[Activity]
The lines below that include the word "trimmed" are to be reported.

************

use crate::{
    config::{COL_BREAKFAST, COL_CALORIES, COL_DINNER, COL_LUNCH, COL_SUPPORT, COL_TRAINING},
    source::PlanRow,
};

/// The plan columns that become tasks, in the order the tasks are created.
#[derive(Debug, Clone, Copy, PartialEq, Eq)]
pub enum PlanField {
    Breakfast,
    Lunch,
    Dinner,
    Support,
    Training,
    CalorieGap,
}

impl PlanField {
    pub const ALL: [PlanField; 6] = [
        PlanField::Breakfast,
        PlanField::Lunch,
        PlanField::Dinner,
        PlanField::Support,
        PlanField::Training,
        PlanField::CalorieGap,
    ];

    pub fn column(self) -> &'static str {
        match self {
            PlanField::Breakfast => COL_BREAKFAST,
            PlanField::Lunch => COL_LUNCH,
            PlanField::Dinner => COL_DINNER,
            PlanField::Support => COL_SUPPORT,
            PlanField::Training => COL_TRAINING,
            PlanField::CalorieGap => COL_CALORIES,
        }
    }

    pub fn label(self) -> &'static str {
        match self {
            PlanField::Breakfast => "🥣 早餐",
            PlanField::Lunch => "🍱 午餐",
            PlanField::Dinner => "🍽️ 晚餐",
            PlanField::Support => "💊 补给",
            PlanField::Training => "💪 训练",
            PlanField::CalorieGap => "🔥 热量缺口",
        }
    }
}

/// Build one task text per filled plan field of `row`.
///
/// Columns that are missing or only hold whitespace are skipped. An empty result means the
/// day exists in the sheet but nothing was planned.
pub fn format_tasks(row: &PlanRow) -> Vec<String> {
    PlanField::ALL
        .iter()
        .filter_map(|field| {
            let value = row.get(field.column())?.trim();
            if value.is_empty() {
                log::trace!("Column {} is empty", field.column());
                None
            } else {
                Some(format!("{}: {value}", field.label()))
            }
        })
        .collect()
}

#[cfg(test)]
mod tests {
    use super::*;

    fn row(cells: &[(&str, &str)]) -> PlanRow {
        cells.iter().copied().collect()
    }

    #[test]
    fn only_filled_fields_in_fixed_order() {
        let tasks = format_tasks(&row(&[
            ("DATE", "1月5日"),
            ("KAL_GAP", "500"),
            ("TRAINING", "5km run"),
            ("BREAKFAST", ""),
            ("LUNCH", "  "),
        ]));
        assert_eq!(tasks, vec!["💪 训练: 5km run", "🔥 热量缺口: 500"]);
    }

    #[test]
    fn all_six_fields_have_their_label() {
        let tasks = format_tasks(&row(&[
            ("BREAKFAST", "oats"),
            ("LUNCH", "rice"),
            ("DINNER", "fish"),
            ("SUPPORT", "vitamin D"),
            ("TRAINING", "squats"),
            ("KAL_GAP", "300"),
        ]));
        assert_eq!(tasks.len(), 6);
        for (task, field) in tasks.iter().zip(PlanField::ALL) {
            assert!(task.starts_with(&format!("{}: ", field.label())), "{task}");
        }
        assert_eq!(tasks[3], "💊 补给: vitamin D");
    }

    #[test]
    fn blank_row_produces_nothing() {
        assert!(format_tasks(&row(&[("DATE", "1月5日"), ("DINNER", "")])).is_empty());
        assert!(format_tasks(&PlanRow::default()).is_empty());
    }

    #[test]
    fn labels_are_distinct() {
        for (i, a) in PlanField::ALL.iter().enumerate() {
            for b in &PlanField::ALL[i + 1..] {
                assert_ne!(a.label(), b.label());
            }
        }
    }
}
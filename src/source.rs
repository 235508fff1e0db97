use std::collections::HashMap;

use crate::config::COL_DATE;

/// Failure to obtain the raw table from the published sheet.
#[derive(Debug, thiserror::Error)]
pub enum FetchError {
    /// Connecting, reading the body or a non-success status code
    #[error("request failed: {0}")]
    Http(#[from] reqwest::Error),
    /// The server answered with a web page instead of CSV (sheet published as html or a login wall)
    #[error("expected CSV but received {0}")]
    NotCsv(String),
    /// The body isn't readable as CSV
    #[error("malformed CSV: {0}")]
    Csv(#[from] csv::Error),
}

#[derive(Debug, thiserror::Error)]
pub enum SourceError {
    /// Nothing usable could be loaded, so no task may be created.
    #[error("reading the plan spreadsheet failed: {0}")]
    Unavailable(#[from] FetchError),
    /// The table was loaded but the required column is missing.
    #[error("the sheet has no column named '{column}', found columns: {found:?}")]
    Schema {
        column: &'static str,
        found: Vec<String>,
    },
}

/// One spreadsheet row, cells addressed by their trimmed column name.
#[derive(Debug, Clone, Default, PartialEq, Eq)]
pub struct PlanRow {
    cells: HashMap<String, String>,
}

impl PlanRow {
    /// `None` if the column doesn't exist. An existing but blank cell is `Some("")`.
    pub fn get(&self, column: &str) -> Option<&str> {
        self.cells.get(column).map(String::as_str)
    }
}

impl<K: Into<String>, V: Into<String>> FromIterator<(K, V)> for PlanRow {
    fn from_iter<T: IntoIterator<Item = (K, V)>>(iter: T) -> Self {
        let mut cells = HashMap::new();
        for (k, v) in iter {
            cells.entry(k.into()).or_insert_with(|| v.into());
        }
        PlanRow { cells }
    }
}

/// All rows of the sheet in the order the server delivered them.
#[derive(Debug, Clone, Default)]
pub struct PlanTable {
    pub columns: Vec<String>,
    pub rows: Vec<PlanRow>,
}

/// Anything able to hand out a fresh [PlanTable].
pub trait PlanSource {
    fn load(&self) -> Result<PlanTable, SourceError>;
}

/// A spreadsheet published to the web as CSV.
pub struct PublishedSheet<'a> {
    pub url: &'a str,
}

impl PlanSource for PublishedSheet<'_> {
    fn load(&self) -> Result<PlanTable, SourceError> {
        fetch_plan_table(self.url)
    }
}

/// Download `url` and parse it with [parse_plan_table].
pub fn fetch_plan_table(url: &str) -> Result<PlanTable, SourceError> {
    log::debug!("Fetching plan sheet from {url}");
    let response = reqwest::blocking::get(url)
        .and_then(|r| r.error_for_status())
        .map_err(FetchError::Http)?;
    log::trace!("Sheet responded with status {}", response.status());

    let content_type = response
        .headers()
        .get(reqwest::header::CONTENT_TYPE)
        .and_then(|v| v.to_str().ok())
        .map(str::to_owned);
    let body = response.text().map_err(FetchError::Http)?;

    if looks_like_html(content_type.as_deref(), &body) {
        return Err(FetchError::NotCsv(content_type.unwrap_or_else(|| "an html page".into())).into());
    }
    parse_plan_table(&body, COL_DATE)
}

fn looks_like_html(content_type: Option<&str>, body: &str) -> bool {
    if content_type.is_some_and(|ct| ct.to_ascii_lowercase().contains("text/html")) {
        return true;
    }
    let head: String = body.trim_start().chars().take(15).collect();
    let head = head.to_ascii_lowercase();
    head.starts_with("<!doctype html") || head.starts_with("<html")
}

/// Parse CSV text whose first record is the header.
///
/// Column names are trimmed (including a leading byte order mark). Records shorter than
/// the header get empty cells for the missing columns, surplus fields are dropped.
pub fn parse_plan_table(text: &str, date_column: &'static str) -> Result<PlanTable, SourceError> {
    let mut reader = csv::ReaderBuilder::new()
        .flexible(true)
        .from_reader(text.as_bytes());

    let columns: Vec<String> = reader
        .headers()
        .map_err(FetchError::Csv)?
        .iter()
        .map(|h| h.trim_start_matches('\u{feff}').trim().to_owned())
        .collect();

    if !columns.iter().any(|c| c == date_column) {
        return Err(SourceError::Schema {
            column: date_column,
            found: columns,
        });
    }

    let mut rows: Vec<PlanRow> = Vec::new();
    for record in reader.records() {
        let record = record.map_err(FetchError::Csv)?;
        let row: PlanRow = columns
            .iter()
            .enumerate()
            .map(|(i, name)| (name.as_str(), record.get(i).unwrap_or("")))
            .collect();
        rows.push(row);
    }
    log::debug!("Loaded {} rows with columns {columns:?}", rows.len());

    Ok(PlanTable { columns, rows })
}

************

[Reply]
/// One spreadsheet row, cells addressed by their trimmed column name.
/// Column names are trimmed (including a leading byte order mark). Records shorter than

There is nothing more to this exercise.